Me es muy difícil hablar acerca de un tema tan personal y subjetivo como el perdón, y más aún intentar convencer
a otros a que perdonen, pues sería incluso atrevido e irrespetuoso con
su dolor. De lo que sí puedo hablar es de que yo, Yadira Perdomo,
perdono.
Primero hay que entender el difícil
proceso que se nos viene al sufrir una pérdida irreparable. Lo que perdí
fue la movilidad de mi cuerpo a los 16 años. El dolor y la amargura,
con justa razón, inundaron mi vida y las de todos los que me rodeaban,
contaminando momentos y personas que no lo merecían.
Ocurrió el 25 de agosto de 2009 en mi colegio, el Gimnasio Campestre Los Alpes, en Bogotá.
Diez minutos antes de terminar la clase, unos compañeros lanzaron una
cartuchera a un zarzo, y yo, como era “la bobita del salón”, me subí. Lo
hice porque sentí la presión sicológica de todos gritándome que lo
hiciera. Dos amigas me hicieron ‘pata gallina’, y mientras subía
escuchaba las voces de los demás insultándome.
Cuando estuve arriba tiré la cartuchera y
luego, al apoyarme para bajar, un compañero, Nicolás Hernández, cerró
la ventana, que me impulsó hacia atrás. Caí primero sobre un pupitre y
luego al suelo. No llamaron ambulancia, sólo me mandaron para enfermería
y después para mi casa. Cuando llegué, mi hermano me tuvo que alzar
porque ya tenía dormidas las piernas. Entonces me llevaron para la
clínica El Bosque.
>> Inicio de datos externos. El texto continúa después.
impl Server {
    /// Binds the UDP socket and prepares an empty table
    ///
    /// `tick_duration` is the fixed interval between simulation steps and
    /// must be non-zero. `max_clients` caps connections including spectators,
    /// and clients silent for longer than `client_timeout` are dropped.
    /// Nothing runs until [`Server::run`] is awaited.
    pub async fn new(
        addr: &str,
        tick_duration: Duration,
        max_clients: usize,
        client_timeout: Duration,
    ) -> Result<Self, Box<dyn std::error::Error>> {
        if tick_duration.is_zero() {
            return Err("tick duration must be non-zero".into());
        }

        let socket = Arc::new(UdpSocket::bind(addr).await?);
        info!("Server listening on {}", socket.local_addr()?);

        let (server_tx, server_rx) = mpsc::unbounded_channel();
        let (game_tx, game_rx) = mpsc::unbounded_channel();

        Ok(Server {
            socket,
            clients: Arc::new(RwLock::new(ClientManager::new(max_clients, client_timeout))),
            game: GameInstance::new(),
            tick_duration,
            server_tx,
            server_rx,
            game_tx,
            game_rx,
        })
    }

    /// Returns the address the server socket is bound to
    ///
    /// Useful when binding to port 0 and letting the OS pick one.
    pub fn local_addr(&self) -> std::io::Result<SocketAddr> {
        self.socket.local_addr()
    }

    /// Returns a sender into the main loop's message queue
    ///
    /// Sending [`ServerMessage::Shutdown`] through it makes [`Server::run`]
    /// return after the message currently being processed. Network tasks
    /// spawned by `run` are left to the runtime.
    pub fn control(&self) -> mpsc::UnboundedSender<ServerMessage> {
        self.server_tx.clone()
    }

    /// Spawns task that continuously listens for incoming packets
    ///
    /// Decoded packets are forwarded to the main loop. Undecodable datagrams
    /// are logged and dropped here.
    fn spawn_network_receiver(&self) {
        let socket = Arc::clone(&self.socket);
        let server_tx = self.server_tx.clone();

        tokio::spawn(async move {
            let mut buffer = [0u8; 2048];

            loop {
                match socket.recv_from(&mut buffer).await {
                    Ok((len, addr)) => match Packet::decode(&buffer[0..len]) {
                        Ok(packet) => {
                            if let Err(e) =
                                server_tx.send(ServerMessage::PacketReceived { packet, addr })
                            {
                                error!("Failed to send packet to main loop: {}", e);
                                break;
                            }
                        }
                        Err(e) => warn!("Failed to deserialize packet from {}: {}", addr, e),
                    },
                    Err(e) => {
                        error!("Error receiving packet: {}", e);
                        tokio::time::sleep(Duration::from_millis(10)).await;
                    }
                }
            }
        });
    }

    /// Spawns task that processes outgoing packet queue
    ///
    /// Resolves client IDs to addresses at send time, so packets queued for a
    /// client that has since left are dropped.
    fn spawn_network_sender(&mut self) {
        let socket = Arc::clone(&self.socket);
        let clients = Arc::clone(&self.clients);
        let mut game_rx = std::mem::replace(&mut self.game_rx, mpsc::unbounded_channel().1);

        tokio::spawn(async move {
            while let Some(message) = game_rx.recv().await {
                match message {
                    GameMessage::SendPacket { packet, client_id } => {
                        let addr = clients.read().await.get_addr(client_id);
                        match addr {
                            Some(addr) => {
                                if let Err(e) = Self::send_packet_impl(&socket, &packet, addr).await
                                {
                                    error!("Failed to send to client {}: {}", client_id, e);
                                }
                            }
                            None => debug!("Dropping packet for departed client {}", client_id),
                        }
                    }
                    GameMessage::SendToAddr { packet, addr } => {
                        if let Err(e) = Self::send_packet_impl(&socket, &packet, addr).await {
                            error!("Failed to send packet to {}: {}", addr, e);
                        }
                    }
                    GameMessage::BroadcastPacket { packet } => {
                        let client_addrs = clients.read().await.get_client_addrs();

                        for (client_id, addr) in client_addrs {
                            if let Err(e) = Self::send_packet_impl(&socket, &packet, addr).await {
                                error!("Failed to send to client {}: {}", client_id, e);
                            }
                        }
                    }
                }
            }
        });
    }

    /// Spawns task that monitors client timeouts
    fn spawn_timeout_checker(&self) {
        let clients = Arc::clone(&self.clients);
        let server_tx = self.server_tx.clone();

        tokio::spawn(async move {
            let mut interval = tokio::time::interval(Duration::from_secs(1));

            loop {
                interval.tick().await;

                let timed_out = clients.write().await.check_timeouts();

                for client_id in timed_out {
                    if let Err(e) = server_tx.send(ServerMessage::ClientTimeout { client_id }) {
                        error!("Failed to send timeout message: {}", e);
                        return;
                    }
                }
            }
        });
    }

    async fn send_packet_impl(
        socket: &UdpSocket,
        packet: &Packet,
        addr: SocketAddr,
    ) -> Result<(), Box<dyn std::error::Error>> {
        let data = packet.encode()?;
        socket.send_to(&data, addr).await?;
        Ok(())
    }

    fn send_to_addr(&self, packet: Packet, addr: SocketAddr) {
        if let Err(e) = self.game_tx.send(GameMessage::SendToAddr { packet, addr }) {
            error!("Failed to queue packet for {}: {}", addr, e);
        }
    }

    /// Refreshes the sender's liveness and resolves its client ID
    async fn touch(&self, addr: SocketAddr) -> Option<ClientId> {
        let client_id = self.clients.write().await.touch(addr);
        if client_id.is_none() {
            debug!("Ignoring packet from unknown address {}", addr);
        }
        client_id
    }

    /// Processes one loop message. Returns false when the server should stop.
    async fn handle_message(&mut self, message: ServerMessage) -> bool {
        match message {
            ServerMessage::PacketReceived { packet, addr } => {
                self.handle_packet(packet, addr).await;
                true
            }
            ServerMessage::ClientTimeout { client_id } => {
                self.game.leave(client_id, &mut self.game_tx);
                true
            }
            ServerMessage::Shutdown => false,
        }
    }

    /// Validates an incoming packet and feeds it to the game
    ///
    /// Packets failing [`Packet::validate`] are dropped with a warning.
    /// Everything except `Connect` must come from a known address. Whether a
    /// client may actually move a paddle or ready up is decided by the game.
    async fn handle_packet(&mut self, packet: Packet, addr: SocketAddr) {
        if let Err(e) = packet.validate() {
            warn!("Rejected packet from {}: {}", addr, e);
            return;
        }

        match packet {
            Packet::Connect { client_version } => {
                self.handle_connect(client_version, addr).await;
            }

            Packet::MovePaddle { side, y } => {
                if let Some(client_id) = self.touch(addr).await {
                    self.game.move_paddle(client_id, side, y);
                }
            }

            Packet::RestartGame => {
                if let Some(client_id) = self.touch(addr).await {
                    self.game.request_restart(client_id, &mut self.game_tx);
                }
            }

            Packet::Heartbeat => {
                self.touch(addr).await;
            }

            Packet::Disconnect => {
                let client_id = self.clients.read().await.find_client_by_addr(addr);

                if let Some(client_id) = client_id {
                    self.clients.write().await.remove_client(&client_id);
                    self.game.leave(client_id, &mut self.game_tx);
                }
            }

            _ => {
                warn!("Unexpected packet type from client at {}", addr);
            }
        }
    }

    /// Admits a client after checking protocol version and capacity
    ///
    /// A repeated `Connect` from a known address first releases the old
    /// identity with full disconnect semantics. Refusals are answered with
    /// `Disconnected` sent straight to the address.
    async fn handle_connect(&mut self, client_version: u32, addr: SocketAddr) {
        info!(
            "Client connecting from {} (version: {})",
            addr, client_version
        );

        if client_version != PROTOCOL_VERSION {
            self.send_to_addr(
                Packet::Disconnected {
                    reason: "Protocol version mismatch".to_string(),
                },
                addr,
            );
            return;
        }

        // Remove existing connection if present
        let existing_client_id = self.clients.read().await.find_client_by_addr(addr);
        if let Some(existing_id) = existing_client_id {
            info!("Removing existing client {} from {}", existing_id, addr);
            self.clients.write().await.remove_client(&existing_id);
            self.game.leave(existing_id, &mut self.game_tx);
        }

        let client_id = self.clients.write().await.add_client(addr);

        match client_id {
            Some(client_id) => {
                self.game_tx.send_to(client_id, Packet::Connected { client_id });
                self.game.join(client_id, &mut self.game_tx);
            }
            None => {
                self.send_to_addr(
                    Packet::Disconnected {
                        reason: "Server full".to_string(),
                    },
                    addr,
                );
            }
        }
    }

    /// Main server loop coordinating all operations
    ///
    /// Spawns the receiver, sender and timeout tasks, then processes inbound
    /// messages and tick events one at a time on this task. Each tick steps
    /// the game and queues the snapshot broadcast, so the broadcast always
    /// reflects the step that produced it. Returns once a shutdown message
    /// arrives or every message sender is gone.
    pub async fn run(&mut self) -> Result<(), Box<dyn std::error::Error>> {
        self.spawn_network_receiver();
        self.spawn_network_sender();
        self.spawn_timeout_checker();

        let mut tick_interval = interval(self.tick_duration);
        tick_interval.set_missed_tick_behavior(MissedTickBehavior::Skip);

        info!("Server started successfully");

        loop {
            tokio::select! {
                message = self.server_rx.recv() => {
                    let keep_running = match message {
                        Some(message) => self.handle_message(message).await,
                        None => false,
                    };
                    if !keep_running {
                        info!("Server shutting down");
                        break;
                    }
                },

                _ = tick_interval.tick() => {
                    self.game.step(&mut self.game_tx);
                },
            }
        }

        Ok(())
    }
}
Me diagnosticaron fractura en la vértebra lumbar,
trauma craneoencefálico y pérdida total del control de esfínteres.
Nunca hubo un perdón sincero de parte de
quienes me hicieron eso. En el juicio ellos eran muy déspotas, me
miraban mal. La familia de él se burlaba, creía que podían pasar por
encima de nosotros. Lo único que mostramos fue decencia, nunca les
dijimos una mala palabra. Menos mal ya hubo fallo condenatorio a nuestro
favor. Aun así, creemos que el veredicto de la jueza no es suficiente,
por eso lo apelamos.
Antes de ese momento que me partió la vida yo quería ser guitarrista de heavy metal. Pero después de terminar el bachillerato, me di cuenta de que cuando nuestra alma está turbia no salen las melodías: la guitarra suena fuerte, todos ven la ira en la forma como tus manos tocan el instrumento. Ahí supe que tenía que perdonar.
Por intermediario de Juan David Laverde,
periodista de El Espectador, conocí a Gustavo Dudamel, director de la
Filarmónica de Los Ángeles. Él fue fundamental en mi duelo. Me decía:
“El valiente perdona y el cobarde busca venganza. Si tú quieres hacer
música, tienes que perdonar. Un músico necesita su alma limpia para
interpretar”.
También me ayudó un cura, que me dijo
que no me preocupara por la justicia del hombre, sino que lo dejara en
un poder divino. Como él, mi familia fue fundamental en este trasegar
para volver a aceptarme.
Al perdonar me liberé y liberé a mi
familia de tristezas y amarguras. Perdonar y entender es lo que nos
diferencia de nuestro agresor, quien nunca tendrá reposo ni paz. Al
perdonar, mi pérdida y mi sufrimiento adquirieron un significado, habrán
servido a un propósito mayor divino, que es lograr la paz para los
demás y para nosotros mismos. Al perdonar mi mente está dispuesta hacia
mi futuro y hacia las oportunidades que se me ofrecen y que no lograría
captar, ciega del rencor y la frustración.
Pero para perdonar deben cambiar las
situaciones que provocaron pérdida y dolor. ¿Cómo podría perdonar
alguien que ha sufrido una pérdida, si ésta sigue presente para los
demás? ¿Cómo hacerlo en las zonas
apartadas donde la violencia persiste? ¿Cómo podría perdonar la madre
que pierde a su hijo por desnutrición o enfermedad y ve cómo les ocurre
lo mismo a otras familias?
Por supuesto que no se olvida, pero a
veces, cuando la adversidad nos alcanza, no es para hacernos daño. A
veces llega para obligarnos a ser mejores. Yo perdono a Nicolás y a
todos porque su daño me hizo fuerte. Pero les doy las gracias porque me
enseñaron a vivir, a ser más valiente y a nunca borrar la sonrisa que
llevo. Es irónico, pero gracias a ese daño valoro más la vida.